▸ Exercise instructions
Please give back, word for word, only the lines starting at the one containing "return Err(ApiError::BadRequest(JOB_FIELDS_REQUIRED));" and ending at the one containing "State<ApiState>, request: Request, next: Next)" within the material below.

****************

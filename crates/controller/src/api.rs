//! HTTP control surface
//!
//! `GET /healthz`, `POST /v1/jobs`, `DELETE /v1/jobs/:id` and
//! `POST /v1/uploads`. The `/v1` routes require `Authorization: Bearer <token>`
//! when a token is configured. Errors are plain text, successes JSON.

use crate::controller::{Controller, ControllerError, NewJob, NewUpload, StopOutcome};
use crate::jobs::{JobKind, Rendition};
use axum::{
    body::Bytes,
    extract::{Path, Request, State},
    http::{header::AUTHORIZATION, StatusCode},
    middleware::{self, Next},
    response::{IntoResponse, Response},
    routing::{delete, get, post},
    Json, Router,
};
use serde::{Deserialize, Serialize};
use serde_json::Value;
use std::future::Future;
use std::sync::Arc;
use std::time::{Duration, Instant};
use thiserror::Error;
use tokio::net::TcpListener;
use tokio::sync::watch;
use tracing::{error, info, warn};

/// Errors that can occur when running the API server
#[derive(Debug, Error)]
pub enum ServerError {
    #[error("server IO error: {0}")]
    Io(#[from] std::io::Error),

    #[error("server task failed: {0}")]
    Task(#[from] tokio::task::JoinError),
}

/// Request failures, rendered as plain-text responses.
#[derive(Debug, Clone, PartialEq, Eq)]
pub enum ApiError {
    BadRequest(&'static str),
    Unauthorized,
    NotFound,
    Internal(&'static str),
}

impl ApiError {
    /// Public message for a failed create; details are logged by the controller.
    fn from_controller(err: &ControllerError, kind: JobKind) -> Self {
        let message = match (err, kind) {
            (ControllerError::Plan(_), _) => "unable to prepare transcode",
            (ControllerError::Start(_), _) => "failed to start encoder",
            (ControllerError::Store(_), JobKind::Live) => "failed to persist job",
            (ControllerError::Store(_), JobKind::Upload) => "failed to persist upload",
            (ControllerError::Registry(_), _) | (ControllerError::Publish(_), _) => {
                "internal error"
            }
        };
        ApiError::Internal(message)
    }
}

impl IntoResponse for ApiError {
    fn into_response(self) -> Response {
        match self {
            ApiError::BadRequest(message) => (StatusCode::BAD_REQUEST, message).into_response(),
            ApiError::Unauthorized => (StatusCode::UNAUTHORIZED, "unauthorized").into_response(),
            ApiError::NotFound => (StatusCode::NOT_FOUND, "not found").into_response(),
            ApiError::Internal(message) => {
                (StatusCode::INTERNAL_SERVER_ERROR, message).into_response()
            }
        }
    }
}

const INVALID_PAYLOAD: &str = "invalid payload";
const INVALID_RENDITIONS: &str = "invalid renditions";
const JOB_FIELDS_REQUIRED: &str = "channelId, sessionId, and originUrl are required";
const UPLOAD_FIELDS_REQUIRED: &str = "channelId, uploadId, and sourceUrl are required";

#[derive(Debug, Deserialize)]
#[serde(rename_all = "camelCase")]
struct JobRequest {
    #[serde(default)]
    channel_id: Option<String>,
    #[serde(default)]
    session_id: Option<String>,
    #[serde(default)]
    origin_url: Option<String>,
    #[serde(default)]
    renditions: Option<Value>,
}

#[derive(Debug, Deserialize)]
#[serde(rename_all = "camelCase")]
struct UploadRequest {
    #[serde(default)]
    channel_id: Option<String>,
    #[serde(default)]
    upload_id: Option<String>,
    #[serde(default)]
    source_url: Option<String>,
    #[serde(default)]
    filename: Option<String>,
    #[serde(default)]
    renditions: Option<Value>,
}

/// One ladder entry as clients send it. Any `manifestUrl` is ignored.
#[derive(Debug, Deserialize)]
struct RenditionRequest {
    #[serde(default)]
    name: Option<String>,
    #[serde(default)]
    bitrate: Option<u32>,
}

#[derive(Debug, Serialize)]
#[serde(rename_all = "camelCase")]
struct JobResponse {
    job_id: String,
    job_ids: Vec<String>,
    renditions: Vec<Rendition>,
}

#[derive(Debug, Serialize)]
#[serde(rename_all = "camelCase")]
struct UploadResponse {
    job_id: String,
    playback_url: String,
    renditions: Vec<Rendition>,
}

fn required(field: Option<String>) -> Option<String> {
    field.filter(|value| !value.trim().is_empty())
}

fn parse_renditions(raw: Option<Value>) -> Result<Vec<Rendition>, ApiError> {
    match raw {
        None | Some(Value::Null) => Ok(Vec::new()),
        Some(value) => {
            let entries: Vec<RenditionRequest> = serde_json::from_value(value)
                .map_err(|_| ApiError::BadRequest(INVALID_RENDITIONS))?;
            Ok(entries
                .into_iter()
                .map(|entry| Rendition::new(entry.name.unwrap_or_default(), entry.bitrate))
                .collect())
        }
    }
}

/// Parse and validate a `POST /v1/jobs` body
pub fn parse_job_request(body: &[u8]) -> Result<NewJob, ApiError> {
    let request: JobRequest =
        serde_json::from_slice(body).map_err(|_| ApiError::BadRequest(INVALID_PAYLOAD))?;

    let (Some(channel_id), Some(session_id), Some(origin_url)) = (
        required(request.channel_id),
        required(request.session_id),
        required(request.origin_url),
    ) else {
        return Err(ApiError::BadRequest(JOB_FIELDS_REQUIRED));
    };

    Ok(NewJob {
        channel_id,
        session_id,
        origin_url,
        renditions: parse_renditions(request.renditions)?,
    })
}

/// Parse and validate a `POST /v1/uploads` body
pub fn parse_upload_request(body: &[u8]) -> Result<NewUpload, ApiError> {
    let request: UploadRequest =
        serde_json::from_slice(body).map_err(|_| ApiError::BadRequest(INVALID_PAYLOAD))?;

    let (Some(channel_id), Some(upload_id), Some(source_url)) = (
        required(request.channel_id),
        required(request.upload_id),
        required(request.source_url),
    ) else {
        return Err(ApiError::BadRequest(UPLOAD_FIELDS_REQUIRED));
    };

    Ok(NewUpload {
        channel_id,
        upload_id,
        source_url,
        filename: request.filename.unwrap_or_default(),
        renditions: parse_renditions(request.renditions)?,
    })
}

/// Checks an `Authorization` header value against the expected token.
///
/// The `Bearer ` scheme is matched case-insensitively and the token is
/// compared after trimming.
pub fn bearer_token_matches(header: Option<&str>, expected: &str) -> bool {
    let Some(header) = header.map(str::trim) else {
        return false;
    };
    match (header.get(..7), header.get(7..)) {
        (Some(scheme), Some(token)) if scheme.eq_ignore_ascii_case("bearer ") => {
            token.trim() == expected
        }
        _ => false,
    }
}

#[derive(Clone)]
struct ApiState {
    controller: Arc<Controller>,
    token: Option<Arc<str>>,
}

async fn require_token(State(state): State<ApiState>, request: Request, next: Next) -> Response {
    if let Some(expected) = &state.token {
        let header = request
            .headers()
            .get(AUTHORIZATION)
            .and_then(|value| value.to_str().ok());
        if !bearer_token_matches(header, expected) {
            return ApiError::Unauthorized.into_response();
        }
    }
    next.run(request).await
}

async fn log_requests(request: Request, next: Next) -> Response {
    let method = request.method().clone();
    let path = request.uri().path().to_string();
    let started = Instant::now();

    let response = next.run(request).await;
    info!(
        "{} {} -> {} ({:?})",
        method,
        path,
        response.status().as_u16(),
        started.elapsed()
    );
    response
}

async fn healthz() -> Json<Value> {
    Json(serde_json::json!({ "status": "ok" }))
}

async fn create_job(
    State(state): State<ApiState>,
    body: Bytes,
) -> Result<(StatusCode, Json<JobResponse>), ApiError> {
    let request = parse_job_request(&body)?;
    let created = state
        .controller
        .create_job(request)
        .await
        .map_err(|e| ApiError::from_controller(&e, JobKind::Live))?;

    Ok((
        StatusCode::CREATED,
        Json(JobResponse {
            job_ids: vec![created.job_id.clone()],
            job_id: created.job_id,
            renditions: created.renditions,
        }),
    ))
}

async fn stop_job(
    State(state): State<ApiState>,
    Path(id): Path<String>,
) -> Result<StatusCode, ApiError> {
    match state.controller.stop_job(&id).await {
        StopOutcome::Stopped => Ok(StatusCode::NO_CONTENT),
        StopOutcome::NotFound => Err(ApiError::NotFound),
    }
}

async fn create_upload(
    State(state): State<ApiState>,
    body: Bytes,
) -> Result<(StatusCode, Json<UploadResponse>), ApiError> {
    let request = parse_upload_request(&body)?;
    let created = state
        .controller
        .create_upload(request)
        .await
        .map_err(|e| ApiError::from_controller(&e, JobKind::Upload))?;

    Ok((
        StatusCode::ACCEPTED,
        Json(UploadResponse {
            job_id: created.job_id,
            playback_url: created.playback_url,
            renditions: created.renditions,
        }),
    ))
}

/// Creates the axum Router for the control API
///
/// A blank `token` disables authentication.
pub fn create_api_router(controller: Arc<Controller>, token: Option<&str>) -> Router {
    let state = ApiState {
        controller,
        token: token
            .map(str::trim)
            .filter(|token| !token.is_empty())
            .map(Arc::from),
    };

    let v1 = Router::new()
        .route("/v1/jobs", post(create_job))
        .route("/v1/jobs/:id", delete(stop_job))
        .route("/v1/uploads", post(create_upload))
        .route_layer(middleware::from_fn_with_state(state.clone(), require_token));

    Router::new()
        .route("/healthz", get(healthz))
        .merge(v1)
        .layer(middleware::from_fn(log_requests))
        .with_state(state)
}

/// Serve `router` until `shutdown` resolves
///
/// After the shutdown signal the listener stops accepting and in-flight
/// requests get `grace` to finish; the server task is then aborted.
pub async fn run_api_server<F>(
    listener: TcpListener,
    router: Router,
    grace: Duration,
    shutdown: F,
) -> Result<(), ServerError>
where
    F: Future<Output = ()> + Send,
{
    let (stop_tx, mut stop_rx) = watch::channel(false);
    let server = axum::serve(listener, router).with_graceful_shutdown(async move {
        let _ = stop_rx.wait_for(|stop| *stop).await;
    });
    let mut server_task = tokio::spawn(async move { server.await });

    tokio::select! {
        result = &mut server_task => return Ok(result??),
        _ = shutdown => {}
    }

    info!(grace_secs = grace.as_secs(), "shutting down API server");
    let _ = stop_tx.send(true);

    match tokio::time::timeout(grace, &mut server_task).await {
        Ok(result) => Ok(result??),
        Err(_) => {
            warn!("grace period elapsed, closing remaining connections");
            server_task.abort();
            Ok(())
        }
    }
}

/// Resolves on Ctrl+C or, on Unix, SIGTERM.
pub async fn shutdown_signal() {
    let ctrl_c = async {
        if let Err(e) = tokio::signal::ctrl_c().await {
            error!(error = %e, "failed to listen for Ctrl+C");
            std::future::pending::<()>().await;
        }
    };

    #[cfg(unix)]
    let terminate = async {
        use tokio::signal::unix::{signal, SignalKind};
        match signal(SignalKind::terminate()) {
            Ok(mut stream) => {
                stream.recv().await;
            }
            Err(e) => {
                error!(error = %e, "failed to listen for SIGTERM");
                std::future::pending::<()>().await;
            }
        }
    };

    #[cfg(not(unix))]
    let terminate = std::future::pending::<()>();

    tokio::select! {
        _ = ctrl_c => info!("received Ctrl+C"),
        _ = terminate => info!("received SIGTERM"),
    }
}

****************

▸ Solution for this task
        return Err(ApiError::BadRequest(JOB_FIELDS_REQUIRED));
    };

    Ok(NewJob {
        channel_id,
        session_id,
        origin_url,
        renditions: parse_renditions(request.renditions)?,
    })
}

/// Parse and validate a `POST /v1/uploads` body
pub fn parse_upload_request(body: &[u8]) -> Result<NewUpload, ApiError> {
    let request: UploadRequest =
        serde_json::from_slice(body).map_err(|_| ApiError::BadRequest(INVALID_PAYLOAD))?;

    let (Some(channel_id), Some(upload_id), Some(source_url)) = (
        required(request.channel_id),
        required(request.upload_id),
        required(request.source_url),
    ) else {
        return Err(ApiError::BadRequest(UPLOAD_FIELDS_REQUIRED));
    };

    Ok(NewUpload {
        channel_id,
        upload_id,
        source_url,
        filename: request.filename.unwrap_or_default(),
        renditions: parse_renditions(request.renditions)?,
    })
}

/// Checks an `Authorization` header value against the expected token.
///
/// The `Bearer ` scheme is matched case-insensitively and the token is
/// compared after trimming.
pub fn bearer_token_matches(header: Option<&str>, expected: &str) -> bool {
    let Some(header) = header.map(str::trim) else {
        return false;
    };
    match (header.get(..7), header.get(7..)) {
        (Some(scheme), Some(token)) if scheme.eq_ignore_ascii_case("bearer ") => {
            token.trim() == expected
        }
        _ => false,
    }
}

#[derive(Clone)]
struct ApiState {
    controller: Arc<Controller>,
    token: Option<Arc<str>>,
}

async fn require_token(State(state): State<ApiState>, request: Request, next: Next) -> Response {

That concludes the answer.